The 20th century’s ‘worst debt payer’
Greece’s occupation by the Nazis from 1941 was one of the most bloody in Europe, with Hitler’s forces rampaging, pillaging and shooting, and encountering a nation that fiercely resisted.
Hundreds of thousands of Greek citizens are believed to have died during the war, whether by direct actions of the Germans and their allies or by famine and disease caused by the war.
It is estimated that 65,000 Greek Jews were murdered by the Nazis.
The Nazi regime ended up bleeding Greece dry. The Third Reich forced the Greek central bank to loan it 476 million Reichsmarks which has never been reimbursed.
A German Bundestag lower house of parliament report in 2012 put the value of the loan at $8.25 billion.
In Greece, its estimated value is higher, at 11 billion euros, according to a confidential report to the finance ministry and reported by the To Vima newspaper in January.

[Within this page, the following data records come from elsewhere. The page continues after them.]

//! Database operations for `ingestion_runs`.
//!
//! Status transitions are enforced in SQL: `queued → running → succeeded |
//! partial | failed`. An update against a row in the wrong status returns
//! [`DbError::InvalidRunTransition`].

use chrono::{DateTime, Utc};
use jobsdb_core::SourceQuery;
use sqlx::PgPool;
use uuid::Uuid;

use crate::DbError;

const RUN_COLUMNS: &str = "id, public_id, query_text, query_city, trigger_source, status, \
                           pages_fetched, records_seen, records_stored, records_failed, \
                           records_inserted, records_updated, records_unchanged, \
                           error_message, started_at, completed_at, created_at";

/// A row from the `ingestion_runs` table.
#[derive(Debug, Clone, sqlx::FromRow)]
pub struct IngestionRunRow {
    pub id: i64,
    pub public_id: Uuid,
    pub query_text: String,
    pub query_city: String,
    pub trigger_source: String,
    pub status: String,
    pub pages_fetched: i64,
    pub records_seen: i64,
    pub records_stored: i64,
    pub records_failed: i64,
    pub records_inserted: i64,
    pub records_updated: i64,
    pub records_unchanged: i64,
    pub error_message: Option<String>,
    pub started_at: Option<DateTime<Utc>>,
    pub completed_at: Option<DateTime<Utc>>,
    pub created_at: DateTime<Utc>,
}

/// Counters written when a run leaves `running`.
#[derive(Debug, Clone, Copy, Default, PartialEq, Eq)]
pub struct RunCounts {
    pub pages_fetched: i64,
    pub records_seen: i64,
    pub records_stored: i64,
    pub records_failed: i64,
    pub records_inserted: i64,
    pub records_updated: i64,
    pub records_unchanged: i64,
}

/// Terminal status for a run that was not fatal.
#[derive(Debug, Clone, Copy, PartialEq, Eq)]
pub enum RunOutcomeStatus {
    Succeeded,
    Partial,
}

impl RunOutcomeStatus {
    #[must_use]
    pub fn as_str(self) -> &'static str {
        match self {
            RunOutcomeStatus::Succeeded => "succeeded",
            RunOutcomeStatus::Partial => "partial",
        }
    }
}

/// Creates a new ingestion run in `queued` status.
///
/// # Errors
///
/// Returns [`DbError::Sqlx`] if the insert fails.
pub async fn create_ingestion_run(
    pool: &PgPool,
    query: &SourceQuery,
    trigger_source: &str,
) -> Result<IngestionRunRow, DbError> {
    let public_id = Uuid::new_v4();

    let row = sqlx::query_as::<_, IngestionRunRow>(&format!(
        "INSERT INTO ingestion_runs (public_id, query_text, query_city, trigger_source, status) \
         VALUES ($1, $2, $3, $4, 'queued') \
         RETURNING {RUN_COLUMNS}"
    ))
    .bind(public_id)
    .bind(&query.text)
    .bind(&query.city)
    .bind(trigger_source)
    .fetch_one(pool)
    .await?;

    Ok(row)
}

/// Marks a run as `running` and sets `started_at = NOW()`.
///
/// # Errors
///
/// Returns [`DbError::InvalidRunTransition`] if the run is not `queued`, or
/// [`DbError::Sqlx`] if the update fails.
pub async fn start_ingestion_run(pool: &PgPool, id: i64) -> Result<(), DbError> {
    let result = sqlx::query(
        "UPDATE ingestion_runs \
         SET status = 'running', started_at = NOW() \
         WHERE id = $1 AND status = 'queued'",
    )
    .bind(id)
    .execute(pool)
    .await?;

    if result.rows_affected() == 0 {
        return Err(DbError::InvalidRunTransition {
            id,
            expected_status: "queued",
        });
    }

    Ok(())
}

/// Records the final counters and moves a `running` run to `succeeded` or
/// `partial`.
///
/// # Errors
///
/// Returns [`DbError::InvalidRunTransition`] if the run is not `running`, or
/// [`DbError::Sqlx`] if the update fails.
pub async fn complete_ingestion_run(
    pool: &PgPool,
    id: i64,
    status: RunOutcomeStatus,
    counts: &RunCounts,
    error_message: Option<&str>,
) -> Result<(), DbError> {
    finish_run(pool, id, status.as_str(), counts, error_message).await
}

/// Marks a `running` run as `failed` with whatever counters it reached.
///
/// # Errors
///
/// Returns [`DbError::InvalidRunTransition`] if the run is not `running`, or
/// [`DbError::Sqlx`] if the update fails.
pub async fn fail_ingestion_run(
    pool: &PgPool,
    id: i64,
    counts: &RunCounts,
    error_message: &str,
) -> Result<(), DbError> {
    finish_run(pool, id, "failed", counts, Some(error_message)).await
}

async fn finish_run(
    pool: &PgPool,
    id: i64,
    status: &str,
    counts: &RunCounts,
    error_message: Option<&str>,
) -> Result<(), DbError> {
    let result = sqlx::query(
        "UPDATE ingestion_runs \
         SET status = $1, completed_at = NOW(), \
             pages_fetched = $2, records_seen = $3, records_stored = $4, \
             records_failed = $5, records_inserted = $6, records_updated = $7, \
             records_unchanged = $8, error_message = $9 \
         WHERE id = $10 AND status = 'running'",
    )
    .bind(status)
    .bind(counts.pages_fetched)
    .bind(counts.records_seen)
    .bind(counts.records_stored)
    .bind(counts.records_failed)
    .bind(counts.records_inserted)
    .bind(counts.records_updated)
    .bind(counts.records_unchanged)
    .bind(error_message)
    .bind(id)
    .execute(pool)
    .await?;

    if result.rows_affected() == 0 {
        return Err(DbError::InvalidRunTransition {
            id,
            expected_status: "running",
        });
    }

    Ok(())
}

/// Fetches a single run by its internal `id`.
///
/// # Errors
///
/// Returns [`DbError::NotFound`] if no row exists with the given `id`, or
/// [`DbError::Sqlx`] if the query fails.
pub async fn get_ingestion_run(pool: &PgPool, id: i64) -> Result<IngestionRunRow, DbError> {
    let row = sqlx::query_as::<_, IngestionRunRow>(&format!(
        "SELECT {RUN_COLUMNS} FROM ingestion_runs WHERE id = $1"
    ))
    .bind(id)
    .fetch_optional(pool)
    .await?
    .ok_or(DbError::NotFound)?;

    Ok(row)
}

/// Returns the most recent `limit` runs, newest first.
///
/// # Errors
///
/// Returns [`DbError::Sqlx`] if the query fails.
pub async fn list_ingestion_runs(
    pool: &PgPool,
    limit: i64,
) -> Result<Vec<IngestionRunRow>, DbError> {
    let rows = sqlx::query_as::<_, IngestionRunRow>(&format!(
        "SELECT {RUN_COLUMNS} FROM ingestion_runs \
         ORDER BY created_at DESC, id DESC \
         LIMIT $1"
    ))
    .bind(limit)
    .fetch_all(pool)
    .await?;

    Ok(rows)
}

After Germany’s capitulation and the end of the war, the United States’ main concern was to halt any advance by the communists in Greece’s civil war.
It asked the Greek government, keen for economic support under the Marshall Plan — the US aid package to rebuild Europe after World War II — to drop its reparation claims until the signing of a peace treaty.
Germany rebuilt itself and paid practically nothing to its former enemies “which obviously helped the German economic miracle hugely” in the post-war period, according to an analysis by Rabobank.
Albrecht Ritschl, a professor of economic history, said in an interview with Germany’s Spiegel news weekly in 2011 that “Germany has been the 20th century’s worst payer of debts.”
Just before German reunification in 1990, the two former Germanys signed a treaty with the Allies, considered as the formal end of World War II.
Although the document, which was approved by Greece among others, was not officially termed a peace treaty, for Berlin it effectively drew a line under possible future claims for war reparations.
Not so, though, for former resistance icon Manolis Glezos, who has been pressing for Germany to settle up for decades.
The issue has a “political and moral dimension”, says the nonagenarian who, at the age of 18, took down the Nazi flag from atop the Acropolis.
And last year, Greek President Karolos Papoulias, another veteran of the Greek resistance, took the opportunity during a visit by his German counterpart Joachim Gauck to call for negotiations on the issue to be opened quickly.
“You know that I can’t give you any other response than to say that the legal path is closed,” Gauck said, before solemnly asking Greece to forgive Germany for a heinous Nazi crime committed at the height of the war.